Turismo, saúde, energia. Os UAE têm bastante capital e estão muito interessados —é a sua missão aliás— em diversificar a sua economia, para estar menos dependente do setor da Energia. Têm-no feito com sucesso, em setores como turismo, serviços financeiros, mas querem ir mais longe. A AI tem tido um enorme interesse e projetos concretos e sólidos de AI serão de grande interesse. Outra área de investimento é na sustentabilidade; há muito motivação política em diminuir a dependência do petróleo, e a COP28 no Dubai reforçou ainda mais esse interesse. Não é fácil ser um país sustentável, com gasolina e petróleo barato, mas há um grande comprometimento político na sustentabilidade.
9 – QUAL A VANTAGEM COMPETITIVA DO PAÍS ONDE ESTÁ QUE PODERIA SER REPLICADA EM PORTUGAL?
São países muito diferentes, e os UAE têm uma situação muito particular. Algo que poderíamos aprender é na ambição e acreditar que é possível fazer coisas, e avançar para elas sem grandes medos. Outro aspeto é como os UAE olham para todos os países e todas as nacionalidades e sabem que toda a gente pode contribuir para a sua Economia. Portugal precisa de estrangeiros para fazer crescer a sua Economia (na realidade até para sobreviver, tendo em conta a nossa demografia…). Mas o medo parece ter tomado conta do nosso país; esperemos que o bom senso volte rapidamente, e se possa pensar em situações de atrair imigrantes, famílias, com condições para se integrarem, prosperarem e fazerem prosperar o nosso país.
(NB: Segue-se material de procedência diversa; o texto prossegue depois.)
//! The validation pass itself.

use std::sync::LazyLock;

use regex::Regex;
use serde_json::{Map, Value};

use super::{FieldRule, FieldType, Format, Schema, ValidationMode, Violation, ViolationCode};
use crate::record::{CREATED_AT_FIELD, ID_FIELD, UPDATED_AT_FIELD};

static EMAIL_RE: LazyLock<Regex> =
    LazyLock::new(|| Regex::new(r"^[^\s@]+@[^\s@]+\.[^\s@]+$").expect("email regex"));

/// Bookkeeping fields stamped by the orchestrator, never declared in schemas.
const RESERVED_FIELDS: [&str; 3] = [ID_FIELD, CREATED_AT_FIELD, UPDATED_AT_FIELD];

/// Validate `payload` against `schema`.
///
/// Create mode enforces required fields (present and non-empty — not null,
/// not an empty string). Update mode skips required checks entirely; only
/// fields present in the payload are constraint-checked. Payload fields not
/// declared in the schema are rejected, except the reserved bookkeeping
/// fields.
pub fn validate(
    payload: &Map<String, Value>,
    schema: &Schema,
    mode: ValidationMode,
) -> Vec<Violation> {
    let mut violations = Vec::new();

    if mode == ValidationMode::Create {
        for (name, rule) in &schema.fields {
            if !rule.required {
                continue;
            }
            let empty = match payload.get(name) {
                None | Some(Value::Null) => true,
                Some(Value::String(s)) => s.is_empty(),
                Some(_) => false,
            };
            if empty {
                violations.push(Violation::new(
                    name.clone(),
                    ViolationCode::Required,
                    format!("field '{}' is required", name),
                ));
            }
        }
    }

    for (name, value) in payload {
        if RESERVED_FIELDS.contains(&name.as_str()) {
            continue;
        }
        match schema.rule(name) {
            Some(rule) => check_field(name, value, rule, &mut violations),
            None => violations.push(Violation::new(
                name.clone(),
                ViolationCode::UnknownField,
                format!("field '{}' is not declared in the schema", name),
            )),
        }
    }

    violations
}

fn check_field(name: &str, value: &Value, rule: &FieldRule, out: &mut Vec<Violation>) {
    // Null is "absent" for constraint purposes; create-mode required checks
    // already flagged it.
    if value.is_null() {
        return;
    }

    if let Some(field_type) = rule.field_type {
        if !type_matches(value, field_type) {
            out.push(Violation::new(
                name,
                ViolationCode::TypeMismatch,
                format!("expected {}, got {}", field_type, json_type_name(value)),
            ));
            return;
        }
    }

    match value {
        Value::String(s) => check_string(name, s, rule, out),
        Value::Number(n) => {
            if let Some(n) = n.as_f64() {
                check_number(name, n, rule, out);
            }
        }
        Value::Array(items) => {
            if let Some(min_items) = rule.min_items {
                if items.len() < min_items {
                    out.push(Violation::new(
                        name,
                        ViolationCode::MinItems,
                        format!("must contain at least {} items", min_items),
                    ));
                }
            }
        }
        _ => {}
    }

    if let Some(allowed) = &rule.allowed {
        if !allowed.contains(value) {
            out.push(Violation::new(
                name,
                ViolationCode::InvalidValue,
                format!("value is not one of the allowed set for '{}'", name),
            ));
        }
    }
}

fn check_string(name: &str, s: &str, rule: &FieldRule, out: &mut Vec<Violation>) {
    let len = s.chars().count() as f64;
    if let Some(min) = rule.min {
        if len < min {
            out.push(Violation::new(
                name,
                ViolationCode::MinLength,
                format!("must be at least {} characters", min),
            ));
        }
    }
    if let Some(max) = rule.max {
        if len > max {
            out.push(Violation::new(
                name,
                ViolationCode::MaxLength,
                format!("must be at most {} characters", max),
            ));
        }
    }
    if rule.format == Some(Format::Email) && !EMAIL_RE.is_match(s) {
        out.push(Violation::new(
            name,
            ViolationCode::InvalidFormat,
            "must be a valid email address",
        ));
    }
    if rule.field_type == Some(FieldType::Timestamp)
        && chrono::DateTime::parse_from_rfc3339(s).is_err()
    {
        out.push(Violation::new(
            name,
            ViolationCode::InvalidFormat,
            "must be an ISO-8601 timestamp",
        ));
    }
}

fn check_number(name: &str, n: f64, rule: &FieldRule, out: &mut Vec<Violation>) {
    if let Some(min) = rule.min {
        if n < min {
            out.push(Violation::new(
                name,
                ViolationCode::MinValue,
                format!("must be at least {}", min),
            ));
        }
    }
    if let Some(max) = rule.max {
        if n > max {
            out.push(Violation::new(
                name,
                ViolationCode::MaxValue,
                format!("must be at most {}", max),
            ));
        }
    }
}

fn type_matches(value: &Value, field_type: FieldType) -> bool {
    match field_type {
        FieldType::String | FieldType::Timestamp => value.is_string(),
        FieldType::Number => value.is_number(),
        FieldType::Boolean => value.is_boolean(),
        FieldType::Array => value.is_array(),
        FieldType::Object => value.is_object(),
    }
}

fn json_type_name(value: &Value) -> &'static str {
    match value {
        Value::Null => "null",
        Value::Bool(_) => "boolean",
        Value::Number(_) => "number",
        Value::String(_) => "string",
        Value::Array(_) => "array",
        Value::Object(_) => "object",
    }
}
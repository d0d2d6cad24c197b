//! InMemoryCache - HashMap-backed TTL cache with a FIFO size bound.

use std::collections::{HashMap, VecDeque};
use std::sync::{Arc, RwLock};
use std::time::Duration;

use serde_json::Value;

use super::{CacheEntry, CacheStore};
use crate::clock::{Clock, SystemClock};

const DEFAULT_MAX_ENTRIES: usize = 1000;

struct CacheInner {
    entries: HashMap<String, CacheEntry>,
    /// Keys in insertion order, oldest first. Eviction is FIFO, not LRU.
    insertion_order: VecDeque<String>,
}

/// In-memory cache backed by a HashMap.
///
/// Expiry is enforced lazily on `get` and proactively by
/// [`super::sweep`]. When the entry count would exceed the bound, the
/// oldest-inserted entry is evicted. Clone-friendly via Arc.
#[derive(Clone)]
pub struct InMemoryCache {
    inner: Arc<RwLock<CacheInner>>,
    clock: Arc<dyn Clock>,
    max_entries: usize,
}

impl Default for InMemoryCache {
    fn default() -> Self {
        Self::new()
    }
}

impl InMemoryCache {
    /// Create a cache with the default size bound and the system clock.
    pub fn new() -> Self {
        Self::with_clock(Arc::new(SystemClock))
    }

    /// Create a cache driven by the given clock.
    pub fn with_clock(clock: Arc<dyn Clock>) -> Self {
        Self {
            inner: Arc::new(RwLock::new(CacheInner {
                entries: HashMap::new(),
                insertion_order: VecDeque::new(),
            })),
            clock,
            max_entries: DEFAULT_MAX_ENTRIES,
        }
    }

    /// Override the maximum entry count.
    pub fn with_max_entries(mut self, max_entries: usize) -> Self {
        self.max_entries = max_entries.max(1);
        self
    }

    /// Number of live entries, expired or not.
    pub fn len(&self) -> usize {
        self.inner
            .read()
            .map(|inner| inner.entries.len())
            .unwrap_or(0)
    }

    pub fn is_empty(&self) -> bool {
        self.len() == 0
    }
}

impl CacheStore for InMemoryCache {
    fn get(&self, key: &str) -> Option<Value> {
        let now = self.clock.now();
        let inner = self.inner.read().ok()?;
        let entry = inner.entries.get(key)?;
        if entry.expires_at <= now {
            // Expired entries are never served; the sweeper reclaims them.
            return None;
        }
        Some(entry.value.clone())
    }

    fn set(&self, key: &str, value: Value, ttl: Duration) {
        let expires_at = self.clock.now() + ttl;
        let Ok(mut inner) = self.inner.write() else {
            log::warn!("cache set skipped, lock poisoned (key {})", key);
            return;
        };

        let replaced = inner
            .entries
            .insert(key.to_string(), CacheEntry { value, expires_at })
            .is_some();
        if replaced {
            inner.insertion_order.retain(|k| k != key);
        }
        inner.insertion_order.push_back(key.to_string());

        while inner.entries.len() > self.max_entries {
            match inner.insertion_order.pop_front() {
                Some(oldest) => {
                    inner.entries.remove(&oldest);
                }
                None => break,
            }
        }
    }

    fn delete(&self, key: &str) {
        let Ok(mut inner) = self.inner.write() else {
            log::warn!("cache delete skipped, lock poisoned (key {})", key);
            return;
        };
        if inner.entries.remove(key).is_some() {
            inner.insertion_order.retain(|k| k != key);
        }
    }

    fn invalidate_pattern(&self, substring: &str) {
        let Ok(mut inner) = self.inner.write() else {
            log::warn!("cache invalidation skipped, lock poisoned ({})", substring);
            return;
        };
        inner.entries.retain(|key, _| !key.contains(substring));
        inner.insertion_order.retain(|key| !key.contains(substring));
    }

    fn purge_expired(&self) -> usize {
        let now = self.clock.now();
        let Ok(mut inner) = self.inner.write() else {
            return 0;
        };
        let inner = &mut *inner;
        let before = inner.entries.len();
        inner.entries.retain(|_, entry| entry.expires_at > now);
        let entries = &inner.entries;
        inner.insertion_order.retain(|key| entries.contains_key(key));
        before - inner.entries.len()
    }
}
//! Listing snapshot types

use chrono::{DateTime, Utc};
use serde::{Deserialize, Serialize};

/// One object as reported by the bucket listing.
#[derive(Debug, Clone, PartialEq, Serialize, Deserialize)]
pub struct ObjectRecord {
    #[serde(rename = "Key")]
    pub key: String,
    #[serde(rename = "LastModified")]
    pub last_modified: Option<DateTime<Utc>>,
    #[serde(rename = "ETag")]
    pub etag: Option<String>,
    #[serde(rename = "Size")]
    pub size: i64,
    #[serde(rename = "StorageClass", skip_serializing_if = "Option::is_none", default)]
    pub storage_class: Option<String>,
}

impl ObjectRecord {
    pub fn new(key: impl Into<String>, size: i64) -> Self {
        Self {
            key: key.into(),
            last_modified: None,
            etag: None,
            size,
            storage_class: None,
        }
    }
}

/// Every object in the bucket, in listing page order.
#[derive(Debug, Clone, Default)]
pub struct Catalog {
    objects: Vec<ObjectRecord>,
    reported_count: usize,
}

impl Catalog {
    pub(crate) fn push_page(&mut self, records: Vec<ObjectRecord>, reported: usize) {
        self.objects.extend(records);
        self.reported_count += reported;
    }

    pub fn objects(&self) -> &[ObjectRecord] {
        &self.objects
    }

    pub fn iter(&self) -> impl Iterator<Item = &ObjectRecord> {
        self.objects.iter()
    }

    pub fn len(&self) -> usize {
        self.objects.len()
    }

    pub fn is_empty(&self) -> bool {
        self.objects.is_empty()
    }

    /// Sum of the key counts the service reported for each page.
    pub fn reported_count(&self) -> usize {
        self.reported_count
    }

    pub fn matches_reported_count(&self) -> bool {
        self.reported_count == self.objects.len()
    }
}

impl FromIterator<ObjectRecord> for Catalog {
    fn from_iter<I: IntoIterator<Item = ObjectRecord>>(iter: I) -> Self {
        let objects: Vec<ObjectRecord> = iter.into_iter().collect();
        let reported_count = objects.len();
        Self {
            objects,
            reported_count,
        }
    }
}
10 – PENSA VOLTAR PARA PORTUGAL? PORQUÊ?
Sim, no meu futuro profissional imagino voltar para Portugal. Gosto muito de Portugal, sou português, é aí a minha cultura, e é sempre um lugar onde me sinto muito bem. Portugal é um país com gente muito capaz, sólido, instituições fortes, seguro. Também tenho vontade de ajudar Portugal e a Europa no que puder. A genómica vai ser fundamental na resolução de problemas de saúde, e programas de larga escala vão acontecer mais cedo ou mais tarde. Medicina personalizada, novos medicamentos, cura de doenças raras, são tudo áreas onde Portugal pode ser competitivo. Outra opção interessante é iniciar uma empresa na área da genómica, retomando uma ideia antiga. Portugal não tem muito capital interessado ou disponível em ideias menos seguras e fora de investimentos certinhos, mas pode ser que os anos difíceis que aí vêm ao nível internacional, obriguem a uma mudança também nesse aspeto.